[PLUG-TALK] Pollution and computer corrosion

Keith Lofstrom keithl at kl-ic.com
Wed Nov 23 00:54:11 UTC 2016


Interesting talk at the PSU physics seminar on Monday
Nov 21, by Dr. Karumbu Meyyappan, a researcher at Intel.
Lots of nice microphotographs of failed computer sockets
and circuit boards, many of them from the PC he used in
college in heavily polluted Chennai (chemical pollution
index: Portland 25, Chennai 200, Mumbai 240, Beijing 360).

Moisture and pollutants make acids that corrode copper.
The gold plating used on most connectors and circuit
boards is so thin that it is porous, and the acids
eat the copper through the holes.

The metal-to-metal contact of a card or chip seated
in a socket plugs the holes, but moisture can form a 
meniscus ring around the contact point, and form acid. 
The result is an etched donut around the contact point.
If you jiggle the card or reinsert it, the new contact
point can be in the donut ... fail!

Air cooled data centers may be more energy efficient,
but expose the circuit boards inside the computers to
more pollution.  This may not be a huge problem for
Facebook in Prineville, but air cooled Baidu* near
Beijing is literally being eaten by pollution.

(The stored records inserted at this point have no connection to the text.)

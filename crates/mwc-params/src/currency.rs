//! Supported MimbleWimble-family currencies

use crate::consensus::ConsensusParams;
use crate::{Error, Result};
use serde::{Deserialize, Serialize};
use std::fmt;
use std::str::FromStr;

/// Currency variant
#[derive(Debug, Clone, Copy, PartialEq, Eq, Hash, Serialize, Deserialize)]
#[serde(rename_all = "snake_case")]
pub enum Currency {
    /// MimbleWimble Coin mainnet
    MimbleWimbleCoin,
    /// MimbleWimble Coin floonet
    MimbleWimbleCoinFloonet,
    /// Grin mainnet
    Grin,
    /// Grin testnet
    GrinTestnet,
    /// Epic Cash mainnet
    EpicCash,
    /// Epic Cash floonet
    EpicCashFloonet,
}

impl Currency {
    /// Every supported currency
    pub const ALL: [Currency; 6] = [
        Currency::MimbleWimbleCoin,
        Currency::MimbleWimbleCoinFloonet,
        Currency::Grin,
        Currency::GrinTestnet,
        Currency::EpicCash,
        Currency::EpicCashFloonet,
    ];

    /// Stable currency id
    pub const fn id(&self) -> &'static str {
        match self {
            Self::MimbleWimbleCoin => "mimblewimble_coin",
            Self::MimbleWimbleCoinFloonet => "mimblewimble_coin_floonet",
            Self::Grin => "grin",
            Self::GrinTestnet => "grin_testnet",
            Self::EpicCash => "epic_cash",
            Self::EpicCashFloonet => "epic_cash_floonet",
        }
    }

    /// Human-readable name
    pub const fn name(&self) -> &'static str {
        match self {
            Self::MimbleWimbleCoin => "MimbleWimble Coin",
            Self::MimbleWimbleCoinFloonet => "MimbleWimble Coin Floonet",
            Self::Grin => "Grin",
            Self::GrinTestnet => "Grin Testnet",
            Self::EpicCash => "Epic Cash",
            Self::EpicCashFloonet => "Epic Cash Floonet",
        }
    }

    /// Whether this is a test network
    pub const fn is_testnet(&self) -> bool {
        matches!(
            self,
            Self::MimbleWimbleCoinFloonet | Self::GrinTestnet | Self::EpicCashFloonet
        )
    }

    /// Consensus parameters for this currency
    pub const fn consensus(&self) -> ConsensusParams {
        ConsensusParams::for_currency(*self)
    }
}

impl fmt::Display for Currency {
    fn fmt(&self, f: &mut fmt::Formatter<'_>) -> fmt::Result {
        f.write_str(self.id())
    }
}

impl FromStr for Currency {
    type Err = Error;

    fn from_str(s: &str) -> Result<Self> {
        Self::ALL
            .into_iter()
            .find(|currency| currency.id() == s)
            .ok_or_else(|| Error::InvalidCurrency(s.to_string()))
    }
}

#[cfg(test)]
mod tests {
    use super::*;

    #[test]
    fn test_currency_ids_round_trip() {
        for currency in Currency::ALL {
            assert_eq!(currency.id().parse::<Currency>().unwrap(), currency);
        }
    }

    #[test]
    fn test_unknown_currency() {
        assert!(matches!(
            "bitcoin".parse::<Currency>(),
            Err(Error::InvalidCurrency(_))
        ));
    }

    #[test]
    fn test_testnet_flags() {
        assert!(!Currency::MimbleWimbleCoin.is_testnet());
        assert!(Currency::GrinTestnet.is_testnet());
        assert!(Currency::EpicCashFloonet.is_testnet());
    }

    #[test]
    fn test_serde_uses_ids() {
        let json = serde_json::to_string(&Currency::EpicCashFloonet).unwrap();
        assert_eq!(json, "\"epic_cash_floonet\"");
        let back: Currency = serde_json::from_str(&json).unwrap();
        assert_eq!(back, Currency::EpicCashFloonet);
    }
}
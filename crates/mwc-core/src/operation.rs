//! Wallet operations
//!
//! An operation is one entry of an account's history. The scanner creates
//! `IN`/`COINBASE_REWARD` operations for discovered outputs and updates them as
//! confirmations, spends and reorgs resolve; `OUT` operations come from the
//! transaction layer and are only confirmed here.

use crate::identifier::Identifier;
use crate::proof_builder::SwitchType;
use crate::{Error, Result};
use chrono::{DateTime, Utc};
use serde::{Deserialize, Deserializer, Serialize, Serializer};
use std::fmt;
use std::str::FromStr;

/// Length of a Pedersen commitment
pub const COMMITMENT_LENGTH: usize = 33;

/// Pedersen commitment of an output
#[derive(Clone, Copy, PartialEq, Eq, Hash)]
pub struct Commitment([u8; COMMITMENT_LENGTH]);

impl Commitment {
    /// Wrap raw commitment bytes
    pub const fn from_bytes(bytes: [u8; COMMITMENT_LENGTH]) -> Self {
        Self(bytes)
    }

    /// Parse from a byte slice
    pub fn from_slice(bytes: &[u8]) -> Result<Self> {
        let bytes: [u8; COMMITMENT_LENGTH] = bytes.try_into().map_err(|_| {
            Error::InvalidParameters(format!(
                "commitment must be {} bytes, got {}",
                COMMITMENT_LENGTH,
                bytes.len()
            ))
        })?;
        Ok(Self(bytes))
    }

    /// Raw bytes
    pub fn as_bytes(&self) -> &[u8; COMMITMENT_LENGTH] {
        &self.0
    }
}

impl fmt::Display for Commitment {
    fn fmt(&self, f: &mut fmt::Formatter<'_>) -> fmt::Result {
        f.write_str(&hex::encode(self.0))
    }
}

impl fmt::Debug for Commitment {
    fn fmt(&self, f: &mut fmt::Formatter<'_>) -> fmt::Result {
        write!(f, "Commitment({})", self)
    }
}

impl FromStr for Commitment {
    type Err = Error;

    fn from_str(s: &str) -> Result<Self> {
        Self::from_slice(&hex::decode(s)?)
    }
}

impl Serialize for Commitment {
    fn serialize<S: Serializer>(&self, serializer: S) -> std::result::Result<S::Ok, S::Error> {
        serializer.serialize_str(&self.to_string())
    }
}

impl<'de> Deserialize<'de> for Commitment {
    fn deserialize<D: Deserializer<'de>>(deserializer: D) -> std::result::Result<Self, D::Error> {
        let encoded = String::deserialize(deserializer)?;
        encoded.parse().map_err(serde::de::Error::custom)
    }
}

/// Operation type
#[derive(Debug, Clone, Copy, PartialEq, Eq, Hash, Serialize, Deserialize)]
#[serde(rename_all = "SCREAMING_SNAKE_CASE")]
pub enum OperationType {
    /// Received output
    In,
    /// Sent transaction
    Out,
    /// Mined block reward
    CoinbaseReward,
    /// Placeholder for an output that was received and then cancelled
    None,
}

impl OperationType {
    /// Wire name
    pub fn as_str(&self) -> &'static str {
        match self {
            OperationType::In => "IN",
            OperationType::Out => "OUT",
            OperationType::CoinbaseReward => "COINBASE_REWARD",
            OperationType::None => "NONE",
        }
    }
}

impl fmt::Display for OperationType {
    fn fmt(&self, f: &mut fmt::Formatter<'_>) -> fmt::Result {
        f.write_str(self.as_str())
    }
}

/// Currency-specific operation fields
#[derive(Debug, Clone, Default, PartialEq, Eq, Serialize, Deserialize)]
#[serde(rename_all = "camelCase")]
pub struct OperationExtra {
    /// Commitment of the received output
    pub output_commitment: Option<Commitment>,
    /// Identifier recovered from the output's bulletproof
    pub identifier: Option<Identifier>,
    /// Switch commitment type recovered from the output's bulletproof
    pub switch_type: Option<SwitchType>,
    /// Whether the output has been spent
    #[serde(default)]
    pub spent: bool,
    /// Excess of the transaction kernel, when the wallet knows it
    #[serde(with = "hex_option", default)]
    pub kernel_excess: Option<Vec<u8>>,
    /// Kernel offset, when the wallet knows it
    #[serde(with = "hex_option", default)]
    pub kernel_offset: Option<Vec<u8>>,
    /// Recipient's payment proof signature
    #[serde(with = "hex_option", default)]
    pub recipient_payment_proof_signature: Option<Vec<u8>>,
}

/// Account history entry
#[derive(Debug, Clone, PartialEq, Eq, Serialize, Deserialize)]
#[serde(rename_all = "camelCase")]
pub struct Operation {
    /// Unique id, see [`encode_operation_id`]
    pub id: String,
    /// Transaction hash (empty for scanned outputs)
    pub hash: String,
    /// Operation type
    #[serde(rename = "type")]
    pub op_type: OperationType,
    /// Amount in atomic units
    pub value: u64,
    /// Fee in atomic units, unknown for received outputs
    pub fee: Option<u64>,
    /// Sender addresses
    pub senders: Vec<String>,
    /// Recipient addresses
    pub recipients: Vec<String>,
    /// Confirmation height
    pub block_height: Option<u64>,
    /// Hex hash of the confirming block
    pub block_hash: Option<String>,
    /// Owning account
    pub account_id: String,
    /// Block or creation time
    pub date: DateTime<Utc>,
    /// Currency-specific fields
    pub extra: OperationExtra,
}

impl Operation {
    /// Copy the fields the account's own record is authoritative for
    ///
    /// Used when a rescan rediscovers an operation the account already knows:
    /// chain-derived fields stay as scanned, user-facing fields come from `other`.
    pub fn fold_from(&mut self, other: &Operation) {
        self.hash = other.hash.clone();
        self.op_type = other.op_type;
        self.fee = other.fee;
        self.date = other.date;
        self.senders = other.senders.clone();
        self.recipients = other.recipients.clone();
        self.extra.spent = other.extra.spent;
        self.extra.kernel_excess = other.extra.kernel_excess.clone();
        self.extra.kernel_offset = other.extra.kernel_offset.clone();
        self.extra.recipient_payment_proof_signature =
            other.extra.recipient_payment_proof_signature.clone();
    }

    /// Set or clear the confirming block
    pub fn set_confirmation(&mut self, confirmation: Option<(u64, &[u8])>) {
        match confirmation {
            Some((height, hash)) => {
                self.block_height = Some(height);
                self.block_hash = Some(hex::encode(hash));
            }
            None => {
                self.block_height = None;
                self.block_hash = None;
            }
        }
    }
}

/// Build an operation id
pub fn encode_operation_id(account_id: &str, hash: &str, op_type: OperationType) -> String {
    format!("{}-{}-{}", account_id, hash, op_type)
}

mod hex_option {
    use serde::{Deserialize, Deserializer, Serializer};

    pub fn serialize<S: Serializer>(
        value: &Option<Vec<u8>>,
        serializer: S,
    ) -> Result<S::Ok, S::Error> {
        match value {
            Some(bytes) => serializer.serialize_some(&hex::encode(bytes)),
            None => serializer.serialize_none(),
        }
    }

    pub fn deserialize<'de, D: Deserializer<'de>>(
        deserializer: D,
    ) -> Result<Option<Vec<u8>>, D::Error> {
        Option::<String>::deserialize(deserializer)?
            .map(|encoded| hex::decode(encoded).map_err(serde::de::Error::custom))
            .transpose()
    }
}

#[cfg(test)]
mod tests {
    use super::*;
    use chrono::TimeZone;

    fn received() -> Operation {
        let commitment = Commitment::from_bytes([0x08; 33]);
        Operation {
            id: encode_operation_id("acct", &commitment.to_string(), OperationType::In),
            hash: String::new(),
            op_type: OperationType::In,
            value: 5_000_000_000,
            fee: None,
            senders: vec![],
            recipients: vec![],
            block_height: Some(1_300_000),
            block_hash: Some("ab".repeat(32)),
            account_id: "acct".to_string(),
            date: Utc.timestamp_opt(1_700_000_000, 0).unwrap(),
            extra: OperationExtra {
                output_commitment: Some(commitment),
                identifier: Some(Identifier::new(3, [0, 0, 1, 0]).unwrap()),
                switch_type: Some(SwitchType::Regular),
                ..Default::default()
            },
        }
    }

    #[test]
    fn test_operation_id() {
        assert_eq!(
            encode_operation_id("js:2:mimblewimble_coin:x:", "abcd", OperationType::CoinbaseReward),
            "js:2:mimblewimble_coin:x:-abcd-COINBASE_REWARD"
        );
    }

    #[test]
    fn test_commitment_parsing() {
        let commitment: Commitment = "09".repeat(33).parse().unwrap();
        assert_eq!(commitment.as_bytes(), &[0x09; 33]);
        assert!("09".repeat(32).parse::<Commitment>().is_err());
        assert!("zz".parse::<Commitment>().is_err());
    }

    #[test]
    fn test_fold_from_keeps_scanned_fields() {
        let mut scanned = received();
        let mut stored = received();
        stored.hash = "tx".to_string();
        stored.fee = Some(10);
        stored.senders = vec!["grin1sender".to_string()];
        stored.block_height = Some(1);
        stored.extra.spent = true;
        stored.extra.kernel_excess = Some(vec![1, 2, 3]);

        scanned.fold_from(&stored);
        assert_eq!(scanned.hash, "tx");
        assert_eq!(scanned.fee, Some(10));
        assert_eq!(scanned.senders, stored.senders);
        assert!(scanned.extra.spent);
        assert_eq!(scanned.extra.kernel_excess, Some(vec![1, 2, 3]));
        assert_eq!(scanned.block_height, Some(1_300_000));
    }

    #[test]
    fn test_serde_shape() {
        let operation = received();
        let json = serde_json::to_value(&operation).unwrap();
        assert_eq!(json["type"], "IN");
        assert_eq!(json["blockHeight"], 1_300_000);
        assert_eq!(json["extra"]["switchType"], 1);
        assert_eq!(json["extra"]["outputCommitment"], "08".repeat(33));
        assert!(json["extra"]["kernelExcess"].is_null());

        let back: Operation = serde_json::from_value(json).unwrap();
        assert_eq!(back, operation);
    }

    #[test]
    fn test_set_confirmation() {
        let mut operation = received();
        operation.set_confirmation(Some((7, &[0xcd; 32])));
        assert_eq!(operation.block_height, Some(7));
        assert_eq!(operation.block_hash, Some("cd".repeat(32)));
        operation.set_confirmation(None);
        assert_eq!(operation.block_height, None);
        assert_eq!(operation.block_hash, None);
    }
}
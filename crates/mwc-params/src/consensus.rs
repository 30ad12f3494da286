//! Consensus parameters for MimbleWimble-family currencies

use crate::currency::Currency;

/// One minute blocks on every supported chain
const BLOCK_TIME_SECONDS: u64 = 60;

/// Blocks per day at the target block time
const BLOCK_HEIGHT_DAY: u64 = 24 * 60 * 60 / BLOCK_TIME_SECONDS;

/// Blocks per week at the target block time
const BLOCK_HEIGHT_WEEK: u64 = 7 * BLOCK_HEIGHT_DAY;

/// Consensus parameters
#[derive(Debug, Clone, Copy, PartialEq, Eq)]
pub struct ConsensusParams {
    /// Currency these parameters belong to
    pub currency: Currency,
    /// Target block time in seconds
    pub block_time_seconds: u64,
    /// Coinbase maturity (blocks)
    pub coinbase_maturity: u64,
    /// Number of blocks in one week
    pub block_height_week: u64,
    /// First height a hardware wallet account can own outputs at
    pub hardware_wallet_starting_height: u64,
    /// Whether output identifiers carry an encoded block height
    pub identifier_height_supported: bool,
}

impl ConsensusParams {
    /// Get consensus params for a currency
    pub const fn for_currency(currency: Currency) -> Self {
        let (hardware_wallet_starting_height, identifier_height_supported) = match currency {
            Currency::MimbleWimbleCoin => (1_239_928, true),
            Currency::MimbleWimbleCoinFloonet => (1_115_028, true),
            Currency::Grin => (1_687_446, false),
            Currency::GrinTestnet => (1_195_819, false),
            Currency::EpicCash => (1_802_549, true),
            Currency::EpicCashFloonet => (9, true),
        };
        Self {
            currency,
            block_time_seconds: BLOCK_TIME_SECONDS,
            coinbase_maturity: BLOCK_HEIGHT_DAY,
            block_height_week: BLOCK_HEIGHT_WEEK,
            hardware_wallet_starting_height,
            identifier_height_supported,
        }
    }

    /// Maximum distance an identifier height may sit above its output height
    /// before it is treated as belonging to the previous height epoch
    pub const fn identifier_height_overage_threshold(&self) -> u64 {
        self.block_height_week
    }

    /// Maximum age of an identifier height relative to its output height
    pub const fn replay_detection_threshold(&self) -> u64 {
        self.block_height_week
    }

    /// Search window around a recorded height when looking for a kernel
    pub const fn kernel_height_variation_threshold(&self) -> u64 {
        self.block_height_week
    }

    /// Height at which a coinbase output created at `block_height` becomes spendable
    pub const fn coinbase_spendable_height(&self, block_height: u64) -> u64 {
        block_height
            .saturating_add(self.coinbase_maturity)
            .saturating_sub(1)
    }

    /// Check if a coinbase output at `block_height` is mature at `at_height`
    pub const fn is_coinbase_mature(&self, block_height: u64, at_height: u64) -> bool {
        at_height >= self.coinbase_spendable_height(block_height)
    }
}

Since Baidu's webspiders were responsible for a large
fraction of my server load, I blacklisted them in the
routing tables.  Seems like Beijing automobile traffic
is blacklisting them, too.  :-/

Keith

*Baidu is a Chinese search engine, like Google except
that it sells user data to China's Ministry of State
Security instead of the U.S. National Security Agency.